En ce temps-là, les apéritifs étaient inconnus à la campagne et pourtant les appétits n’étaient jamais en défaut.
C'est qu'on ne mangeait de viande de boucherie que dans les grandes occasions.
La table d'honneur, au haut de la grange, était réservée aux nouveaux mariés et au couple d'honneur, ainsi qu'aux ancêtres des deux familles.
Les jeunes emportaient d'assaut les places les plus proches de de la table d’honneur ;
quant aux communs des invités, ils se voyaient relégués au bas bout et exposés aux intempéries.
Chacun avait apporté son couteau et sa serviette.
L'apparition des podaises de soupe fumante, apportées précautionneusement par des femmes de la noce que leur âge canonique vouait à la charge du service, suscita des cris de joie parmi l’assemblée.
C’était une soupe grasse où l’on n’avait ménagé ni la viande, le lard, ni les légumes.
Malheureusement, ce succulent bouillon était presque complètement tari par le pain taillé à la va comme je te coupe en quantité invraisemblable.
N'importe !
Les invités firent bruyamment honneur à ce magma brûlant dont ils redemandèrent ;
les podaises furent proprement rincées et il ne resta miette dans les assiettes.
Riche innovation que ces assiettes.
Dans la plupart des banquets on n’en mettait pas, et chacun trempait à même les plats, sa cuiller, son couteau, son pain ou même ses doigts.
On n’était pas dégoûté autrefois.
Comme disait l’autre : « Tout ce qui rentre, fait ventre. »
Cependant, l'échanson : « Paotr ar gwin » l'homme de confiance du patron, qui avait la haute main sur les barriques, ne se lassait pas de faire tirer des bouteilles de vin rouge, que ses aides bénévoles — âgés comme lui et comme lui invités — distribuaient parmi les tables.
Après la soupe on apporta les tripes.
Tout le monde tapa dans le plat avec entrain.
Quel régal !
Comme ça coulait chaud et doux dans le gosier avec les énormes lèches de pain, dégoulinantes de sauce !
Il y avait longtemps que le sac’h ar bouzellou n'avait été à pareille fête.
Le Kig a farz succéda aux tripes.
Du coup, la plupart des convives dédaignèrent leur assiette et se mirent à manger dans leur main.
Ceci, par exemple descendait moins vite et le vin devait venir fréquemment à la rescousse.
Les conversations montèrent d'un ton.
On ne s'entendait plus.
Yves et Marie mangeaient du bout des lèvres et ne savaient que sourire de confiance aux plaisanteries que des gaillards, échauffés de vin leur lançaient de loin.

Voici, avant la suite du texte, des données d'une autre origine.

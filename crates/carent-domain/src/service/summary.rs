//! Counts shown next to the listing

use serde::{Deserialize, Serialize};

use crate::model::Vehicle;

#[derive(Debug, Clone, Copy, PartialEq, Eq, Serialize, Deserialize)]
pub struct CatalogSummary {
    /// Size of the unfiltered catalog
    pub total: usize,
    /// Vehicles left after filtering
    pub matched: usize,
    /// Available vehicles among the matched ones
    pub available: usize,
}

pub fn summarize(catalog: &[Vehicle], filtered: &[Vehicle]) -> CatalogSummary {
    CatalogSummary {
        total: catalog.len(),
        matched: filtered.len(),
        available: filtered.iter().filter(|v| v.available).count(),
    }
}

Au rôti, Kig rost, un chanteur entonna une de ces mélopées bretonnes dont l'ennui le disputait à la longueur et que l'on écoutait religieusement, sans — pour autant — oublier qu'on était là pour manger et boire.
Puis, deux jeunes filles, deux sœurs, interprétèrent un duo de circonstance.
On fit un sucés délirant aux chansons vaguement obscènes d'un soldat permissionnaire.
Il dut dévider tout son répertoire.
Piqué d'émulation, un vieux garçon, à moitié saoûl, qui avait fait la guerre de Crimée dans les zouaves et le répétait dix fois plutôt qu'une, entreprit de se faire entendre.
On l'écouta par politesse, mais comme il insistait, s'accrochait avec cette obstination insensée des ivrognes, un autre chanteur se leva à une table voisine.
Des convives, qui étaient trop loin, se lassèrent de tendre l'oreille à cet invraisemblable duo et se reprirent à parler haut.
Joignez à cela les cris des enfants et les jacasseries des femmes et vous aurez une idée de la cacophonie que faisait cette noce monstre.